Collected data

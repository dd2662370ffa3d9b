use std::os::unix::io::RawFd;
use std::time::Duration;
use std::{cmp, fmt, io, mem, ptr};

use log::error;

use crate::channel::INVALID_TOKEN;
use crate::dispatch::{self, Callback};
use crate::poller::MAX_EVENTS;
use crate::{Error, Interests, Token};

pub const NAME: &str = "kqueue";

// Of course each OS that implements kqueue has chosen to go for different types
// in the `kevent` structure, hence the type definitions below.

// Type of `nchanges` in the `kevent` system call.
#[cfg(not(target_os = "netbsd"))]
#[allow(non_camel_case_types)]
type nchanges_t = libc::c_int;
#[cfg(target_os = "netbsd")]
#[allow(non_camel_case_types)]
type nchanges_t = libc::size_t;

// Type of the `filter` field in the `kevent` structure.
#[cfg(any(target_os = "freebsd", target_os = "openbsd"))]
#[allow(non_camel_case_types)]
type kevent_filter_t = libc::c_short;
#[cfg(target_os = "macos")]
#[allow(non_camel_case_types)]
type kevent_filter_t = i16;
#[cfg(target_os = "netbsd")]
#[allow(non_camel_case_types)]
type kevent_filter_t = u32;

// Type of the `flags` field in the `kevent` structure.
#[cfg(any(target_os = "freebsd", target_os = "openbsd"))]
#[allow(non_camel_case_types)]
type kevent_flags_t = libc::c_ushort;
#[cfg(target_os = "macos")]
#[allow(non_camel_case_types)]
type kevent_flags_t = u16;
#[cfg(target_os = "netbsd")]
#[allow(non_camel_case_types)]
type kevent_flags_t = u32;

// Type of the `data` field in the `kevent` structure.
#[cfg(any(target_os = "freebsd", target_os = "macos"))]
#[allow(non_camel_case_types)]
type kevent_data_t = libc::intptr_t;
#[cfg(any(target_os = "netbsd", target_os = "openbsd"))]
#[allow(non_camel_case_types)]
type kevent_data_t = i64;

// Type of the `udata` field in the `kevent` structure.
#[cfg(any(target_os = "freebsd", target_os = "macos", target_os = "openbsd"))]
#[allow(non_camel_case_types)]
type kevent_udata_t = *mut libc::c_void;
#[cfg(target_os = "netbsd")]
#[allow(non_camel_case_types)]
type kevent_udata_t = libc::intptr_t;

pub struct Selector {
    kq: RawFd,
    /// Records of the last `select` call, reused by every call.
    events: Box<[libc::kevent]>,
}

impl Selector {
    pub fn new() -> io::Result<Selector> {
        let kq = unsafe { libc::kqueue() };
        if kq == -1 {
            return Err(io::Error::last_os_error());
        }

        if unsafe { libc::fcntl(kq, libc::F_SETFD, libc::FD_CLOEXEC) } == -1 {
            let err = io::Error::last_os_error();
            let _ = unsafe { libc::close(kq) };
            return Err(err);
        }

        let events = (0..MAX_EVENTS)
            .map(|_| new_kevent(0, libc::EVFILT_READ, 0, INVALID_TOKEN))
            .collect::<Vec<_>>();
        Ok(Selector { kq, events: events.into_boxed_slice() })
    }

    pub fn as_raw_fd(&self) -> RawFd {
        self.kq
    }

    pub fn select(&mut self, timeout: Option<Duration>) -> Result<usize, Error> {
        let timespec = timeout.map(timespec_from_duration);
        #[allow(trivial_casts)]
        let timespec_ptr = timespec
            .as_ref()
            .map(|t| t as *const libc::timespec)
            .unwrap_or(ptr::null());

        let n_events = unsafe {
            libc::kevent(self.kq, ptr::null(), 0,
                self.events.as_mut_ptr(), self.events.len() as nchanges_t, timespec_ptr)
        };
        match n_events {
            -1 => {
                let err = io::Error::last_os_error();
                match err.raw_os_error() {
                    // Interrupted by a signal, same as no events.
                    Some(libc::EINTR) => Ok(0),
                    _ => Err(Error::Syscall { call: "kevent wait", source: err }),
                }
            },
            n => Ok(n as usize),
        }
    }

    /// Adds a filter for each enabled direction, a disabled direction is not
    /// registered at all.
    pub fn register(&self, fd: RawFd, token: Token, interests: Interests) -> Result<(), Error> {
        let flags = libc::EV_ADD | libc::EV_ENABLE | libc::EV_RECEIPT;
        // At most we need two changes, but maybe we only need 1.
        let mut changes: [libc::kevent; 2] = unsafe { mem::zeroed() };
        let mut n_changes = 0;

        if interests.is_readable() {
            changes[n_changes] = new_kevent(fd as libc::uintptr_t, libc::EVFILT_READ, flags, token);
            n_changes += 1;
        }

        if interests.is_writable() {
            changes[n_changes] = new_kevent(fd as libc::uintptr_t, libc::EVFILT_WRITE, flags, token);
            n_changes += 1;
        }

        kevent_register(self.kq, &mut changes[0..n_changes], &[])
            .map_err(|source| Error::Syscall { call: "kevent add", source })
    }

    /// Adds the filters of enabled directions and deletes the others.
    pub fn reregister(&self, fd: RawFd, token: Token, interests: Interests) -> Result<(), Error> {
        let read_flags = if interests.is_readable() {
            libc::EV_ADD | libc::EV_ENABLE
        } else {
            libc::EV_DELETE
        };
        let write_flags = if interests.is_writable() {
            libc::EV_ADD | libc::EV_ENABLE
        } else {
            libc::EV_DELETE
        };

        let mut changes: [libc::kevent; 2] = [
            new_kevent(fd as libc::uintptr_t, libc::EVFILT_READ, read_flags | libc::EV_RECEIPT, token),
            new_kevent(fd as libc::uintptr_t, libc::EVFILT_WRITE, write_flags | libc::EV_RECEIPT, token),
        ];

        // Deleting a filter that was never added returns `ENOENT`.
        kevent_register(self.kq, &mut changes, &[libc::ENOENT as kevent_data_t])
            .map_err(|source| Error::Syscall { call: "kevent mod", source })
    }

    pub fn deregister(&self, fd: RawFd) -> Result<(), Error> {
        let flags = libc::EV_DELETE | libc::EV_RECEIPT;
        // Token is not used.
        let mut changes: [libc::kevent; 2] = [
            new_kevent(fd as libc::uintptr_t, libc::EVFILT_READ, flags, INVALID_TOKEN),
            new_kevent(fd as libc::uintptr_t, libc::EVFILT_WRITE, flags, INVALID_TOKEN),
        ];

        // Closing the descriptor already removed its filters.
        let ignored = [libc::ENOENT as kevent_data_t, libc::EBADF as kevent_data_t];
        match kevent_register(self.kq, &mut changes, &ignored) {
            Ok(()) => Ok(()),
            Err(ref err) if err.raw_os_error() == Some(libc::EBADF) => Ok(()),
            Err(source) => Err(Error::Syscall { call: "kevent del", source }),
        }
    }

    /// The token of record `index`, `None` if the record was invalidated.
    pub fn token(&self, index: usize) -> Option<Token> {
        let token = Token(self.events[index].udata as usize);
        if token == INVALID_TOKEN {
            None
        } else {
            Some(token)
        }
    }

    /// Invalidate all records in `0..end` for `token`. Returns the number of
    /// records invalidated, a descriptor can have both a read and a write
    /// record in one batch.
    pub fn invalidate(&mut self, end: usize, token: Token) -> usize {
        let mut invalidated = 0;
        for kevent in self.events[..end].iter_mut().rev() {
            if kevent.udata as usize == token.0 {
                kevent.udata = INVALID_TOKEN.0 as kevent_udata_t;
                invalidated += 1;
            }
        }
        invalidated
    }

    /// The callback for record `index`, based on the current interests of the
    /// channel.
    pub fn callback(&self, index: usize, read_enabled: bool, write_enabled: bool) -> Option<Callback> {
        let eof = contains_flag(self.events[index].flags, libc::EV_EOF);
        dispatch::kqueue_callback(eof, read_enabled, write_enabled)
    }

    /// Raw flags of record `index`, used in diagnostics.
    pub fn flags(&self, index: usize) -> u32 {
        self.events[index].flags as u32
    }
}

/// Create a `timespec` from a duration.
fn timespec_from_duration(duration: Duration) -> libc::timespec {
    libc::timespec {
        tv_sec: cmp::min(duration.as_secs(), libc::time_t::max_value() as u64) as libc::time_t,
        tv_nsec: libc::c_long::from(duration.subsec_nanos()),
    }
}

/// Create a new `kevent`.
fn new_kevent(ident: libc::uintptr_t, filter: kevent_filter_t, flags: kevent_flags_t, token: Token) -> libc::kevent {
    let mut kevent: libc::kevent = unsafe { mem::zeroed() };
    kevent.ident = ident;
    kevent.filter = filter;
    kevent.flags = flags;
    kevent.udata = token.0 as kevent_udata_t;
    kevent
}

fn kevent_register(kq: RawFd, changes: &mut [libc::kevent], ignored_errors: &[kevent_data_t]) -> io::Result<()> {
    // No blocking.
    let timeout = libc::timespec { tv_sec: 0, tv_nsec: 0 };

    let ok = unsafe {
        libc::kevent(kq, changes.as_ptr(), changes.len() as nchanges_t,
            changes.as_mut_ptr(), changes.len() as nchanges_t, &timeout)
    };

    if ok == -1 {
        // EINTR is the only error that we can handle, but according to the man
        // page of FreeBSD: "When kevent() call fails with EINTR error, all
        // changes in the changelist have been applied", so we're done.
        let err = io::Error::last_os_error();
        match err.raw_os_error() {
            Some(libc::EINTR) => Ok(()),
            _ => Err(err),
        }
    } else {
        check_errors(&*changes, ignored_errors)
    }
}

/// Check all receipts for possible errors, it returns the first error found.
fn check_errors(events: &[libc::kevent], ignored_errors: &[kevent_data_t]) -> io::Result<()> {
    for event in events {
        // Check for the error flag, the actual error will be in the `data`
        // field.
        if contains_flag(event.flags, libc::EV_ERROR) && event.data != 0 &&
            !ignored_errors.contains(&event.data)
        {
            return Err(io::Error::from_raw_os_error(event.data as i32));
        }
    }
    Ok(())
}

/// Whether or not the provided `flags` contains the provided `flag`.
const fn contains_flag(flags: kevent_flags_t, flag: kevent_flags_t) -> bool {
    (flags & flag) != 0
}

impl fmt::Debug for Selector {
    fn fmt(&self, f: &mut fmt::Formatter<'_>) -> fmt::Result {
        f.debug_struct("Selector")
            .field("kq", &self.kq)
            .finish()
    }
}

impl Drop for Selector {
    fn drop(&mut self) {
        if unsafe { libc::close(self.kq) } == -1 {
            // Possible errors:
            // - EBADF, EIO: can't recover.
            // - EINTR: could try again but we're can't be sure if the file
            //          descriptor was closed or not, so to be safe we don't
            //          close it again.
            let err = io::Error::last_os_error();
            error!("error closing kqueue: {}", err);
        }
    }
}
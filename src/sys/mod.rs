//! Platform specific selectors.
//!
//! Each platform must provide a `Selector` type with the following API, used
//! by `Poller`:
//!
//! * `new() -> io::Result<Selector>`: create the system selector along with
//!   its readiness buffer of `MAX_EVENTS` records.
//! * `register`, `reregister` and `deregister`: synchronise the system
//!   registration of a descriptor with its interests.
//! * `select(timeout) -> Result<usize, Error>`: wait for readiness, filling
//!   the buffer. An interrupted wait returns zero records.
//! * `token(index)`, `invalidate(end, token)` and `callback(index, ..)`:
//!   access the records of the last `select` call.
//!
//! Also a `NAME` constant is expected, used in logging.

#[cfg(unix)]
mod unix;

#[cfg(unix)]
pub use self::unix::*;
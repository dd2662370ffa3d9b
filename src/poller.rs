//! The readiness multiplexer.

use std::cell::RefCell;
use std::os::unix::io::{AsRawFd, RawFd};
use std::panic::Location;
use std::rc::{Rc, Weak};
use std::time::{Duration, Instant};

use log::{info, trace, warn};
use slab::Slab;

use crate::dispatch::Callback;
use crate::{sys, Channel, Diagnostics, Error, Interests, LogDiagnostics, Token};

/// Capacity of the readiness buffer, the maximum number of records a single
/// call to [`Poller::loop_once`] can dispatch.
pub const MAX_EVENTS: usize = 2000;

/// Readiness multiplexer backed by epoll or kqueue.
///
/// The poller keeps a registry of [`Channel`]s, each registered with the
/// system selector for its current interests. Calling [`loop_once`] waits for
/// readiness and invokes the callbacks of the ready channels.
///
/// A poller must only be used by the thread that created it, hence it's
/// neither `Send` nor `Sync`.
///
/// # Removal while dispatching
///
/// The records of a single wait are collected before any callback is invoked.
/// When a channel is removed, from within a callback or not, all records of the
/// current batch that are not yet dispatched and belong to the channel are
/// invalidated. A removed channel is never invoked again.
///
/// # Dropping
///
/// Dropping the poller calls [`Channel::close`] on every channel that is still
/// registered, before releasing the system selector.
///
/// [`loop_once`]: Poller::loop_once
#[derive(Debug)]
pub struct Poller {
    selector: sys::Selector,
    /// Registered channels, the live set.
    channels: Slab<Entry>,
    /// Records of the current batch that are not yet dispatched, `0..cursor`.
    cursor: usize,
    diagnostics: Box<dyn Diagnostics>,
}

#[derive(Debug)]
struct Entry {
    channel: Weak<RefCell<dyn Channel>>,
    id: u64,
    fd: RawFd,
}

impl Poller {
    /// Create a new poller which reports fatal errors to the default
    /// [`LogDiagnostics`] sink, aborting the process.
    pub fn new() -> Poller {
        Poller::with_diagnostics(Box::new(LogDiagnostics::default()))
    }

    /// Create a new poller which reports fatal errors to `diagnostics`.
    #[track_caller]
    pub fn with_diagnostics(diagnostics: Box<dyn Diagnostics>) -> Poller {
        let selector = match sys::Selector::new() {
            Ok(selector) => selector,
            Err(source) => {
                let err = Error::Syscall { call: sys::NAME, source };
                diagnostics.fatal(Location::caller(), &err)
            },
        };
        info!("poller {} {} created", sys::NAME, selector.as_raw_fd());
        Poller { selector, channels: Slab::new(), cursor: 0, diagnostics }
    }

    /// Register `channel` for its current interests.
    ///
    /// The returned token identifies the channel within this poller until it
    /// is removed, it's passed to every callback of the channel.
    ///
    /// # Panics
    ///
    /// `channel` is borrowed to read its descriptor and interests, it can't be
    /// mutably borrowed at the same time. The system registration failing is
    /// fatal.
    #[track_caller]
    pub fn add_channel<C>(&mut self, channel: &Rc<RefCell<C>>) -> Token
        where C: Channel + 'static,
    {
        let rc: Rc<RefCell<dyn Channel>> = channel.clone();
        let (id, fd, interests) = {
            let ch = rc.borrow();
            (ch.id(), ch.fd(), ch.interests())
        };

        let token = Token(self.channels.vacant_key());
        trace!("adding channel {} fd {} interests {:?} {} {}",
            id, fd, interests, sys::NAME, self.selector.as_raw_fd());
        if let Err(err) = self.selector.register(fd, token, interests) {
            self.fatal(err);
        }
        let key = self.channels.insert(Entry { channel: Rc::downgrade(&rc), id, fd });
        debug_assert_eq!(key, token.0);
        token
    }

    /// Synchronise the system registration with the current interests of
    /// `channel`.
    ///
    /// `channel` must be the channel registered as `token`, it's passed by
    /// reference so a channel can update itself from within its callbacks.
    /// Updating a token that's not registered is a no-op.
    #[track_caller]
    pub fn update_channel(&mut self, token: Token, channel: &dyn Channel) {
        let fd = match self.channels.get(token.0) {
            Some(entry) => entry.fd,
            None => {
                trace!("not updating unknown channel {} token {:?}", channel.id(), token);
                return;
            },
        };
        debug_assert_eq!(fd, channel.fd(), "updating channel with a different descriptor");

        trace!("modifying channel {} fd {} events read {} write {} {} {}",
            channel.id(), fd, channel.read_enabled(), channel.write_enabled(),
            sys::NAME, self.selector.as_raw_fd());
        let interests = Interests::from_flags(channel.read_enabled(), channel.write_enabled());
        if let Err(err) = self.selector.reregister(fd, token, interests) {
            self.fatal(err);
        }
    }

    /// Remove the channel registered as `token`.
    ///
    /// This removes the channel from the live set, removes the descriptor from
    /// the system selector and invalidates any pending record of the channel
    /// in the current batch. Removing a token that's not registered is a
    /// no-op.
    #[track_caller]
    pub fn remove_channel(&mut self, token: Token) {
        self.detach(token, false)
    }

    /// Remove the channel registered as `token`. If `stale` is true the channel
    /// was dropped by its owner, which may have closed its descriptor, in which
    /// case the descriptor number may already be reused by another channel.
    #[track_caller]
    fn detach(&mut self, token: Token, stale: bool) {
        let entry = match self.channels.try_remove(token.0) {
            Some(entry) => entry,
            None => {
                trace!("not removing unknown channel token {:?}", token);
                return;
            },
        };

        trace!("deleting channel {} fd {} {} {}",
            entry.id, entry.fd, sys::NAME, self.selector.as_raw_fd());
        let invalidated = self.selector.invalidate(self.cursor, token);
        if invalidated != 0 {
            trace!("invalidated {} pending records of channel {}", invalidated, entry.id);
        }

        if stale && self.channels.iter().any(|(_, other)| other.fd == entry.fd) {
            return;
        }
        if let Err(err) = self.selector.deregister(entry.fd) {
            self.fatal(err);
        }
    }

    /// Wait up to `timeout` for readiness and dispatch the ready channels.
    ///
    /// A timeout of `None` blocks until at least one channel is ready, a
    /// timeout of zero doesn't block at all. Being interrupted by a signal is
    /// the same as no channels being ready.
    ///
    /// Returns the number of callbacks invoked.
    pub fn loop_once(&mut self, timeout: Option<Duration>) -> usize {
        let start = Instant::now();
        let n_events = match self.selector.select(timeout) {
            Ok(n) => n,
            Err(err) => self.fatal(err),
        };
        trace!("{} wait {:?} returned {} events, used {:?}",
            sys::NAME, timeout, n_events, start.elapsed());

        let mut dispatched = 0;
        self.cursor = n_events;
        while self.cursor > 0 {
            self.cursor -= 1;
            let index = self.cursor;
            let token = match self.selector.token(index) {
                Some(token) => token,
                // Invalidated by a removal.
                None => continue,
            };

            let rc = match self.channels.get(token.0).map(|entry| entry.channel.upgrade()) {
                Some(Some(rc)) => rc,
                Some(None) => {
                    warn!("channel token {:?} dropped without being removed", token);
                    self.detach(token, true);
                    continue;
                },
                None => continue,
            };
            let mut channel = rc.borrow_mut();
            match self.selector.callback(index, channel.read_enabled(), channel.write_enabled()) {
                Some(Callback::Read) => {
                    trace!("channel {} fd {} handle read", channel.id(), channel.fd());
                    channel.handle_read(self, token);
                },
                Some(Callback::Write) => {
                    trace!("channel {} fd {} handle write", channel.id(), channel.fd());
                    channel.handle_write(self, token);
                },
                None => self.fatal(Error::UnexpectedReadiness {
                    id: channel.id(),
                    fd: channel.fd(),
                    flags: self.selector.flags(index),
                }),
            }
            dispatched += 1;
        }
        dispatched
    }

    /// Returns the number of registered channels.
    pub fn len(&self) -> usize {
        self.channels.len()
    }

    /// Returns true if no channels are registered.
    pub fn is_empty(&self) -> bool {
        self.channels.is_empty()
    }

    /// Returns true if `token` refers to a registered channel.
    pub fn contains(&self, token: Token) -> bool {
        self.channels.contains(token.0)
    }

    #[track_caller]
    fn fatal(&self, err: Error) -> ! {
        self.diagnostics.fatal(Location::caller(), &err)
    }
}

impl Default for Poller {
    fn default() -> Poller {
        Poller::new()
    }
}

impl AsRawFd for Poller {
    fn as_raw_fd(&self) -> RawFd {
        self.selector.as_raw_fd()
    }
}

impl Drop for Poller {
    fn drop(&mut self) {
        info!("destroying poller {}", self.selector.as_raw_fd());
        while let Some((key, channel)) = self.channels.iter().next()
            .map(|(key, entry)| (key, entry.channel.clone()))
        {
            let token = Token(key);
            let stale = match channel.upgrade() {
                Some(rc) => {
                    if let Ok(mut channel) = rc.try_borrow_mut() {
                        channel.close(self, token);
                    }
                    false
                },
                None => true,
            };
            // The channel is gone, borrowed or didn't detach itself.
            if self.channels.contains(key) {
                self.detach(token, stale);
            }
        }
        info!("poller {} destroyed", self.selector.as_raw_fd());
    }
}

— YOUR TASK —
Check each line of the data above for the word "ENOENT" and copy the ones where it is found.

— TASK RESPONSE —
        // Deleting a filter that was never added returns `ENOENT`.
        kevent_register(self.kq, &mut changes, &[libc::ENOENT as kevent_data_t])
        let ignored = [libc::ENOENT as kevent_data_t, libc::EBADF as kevent_data_t];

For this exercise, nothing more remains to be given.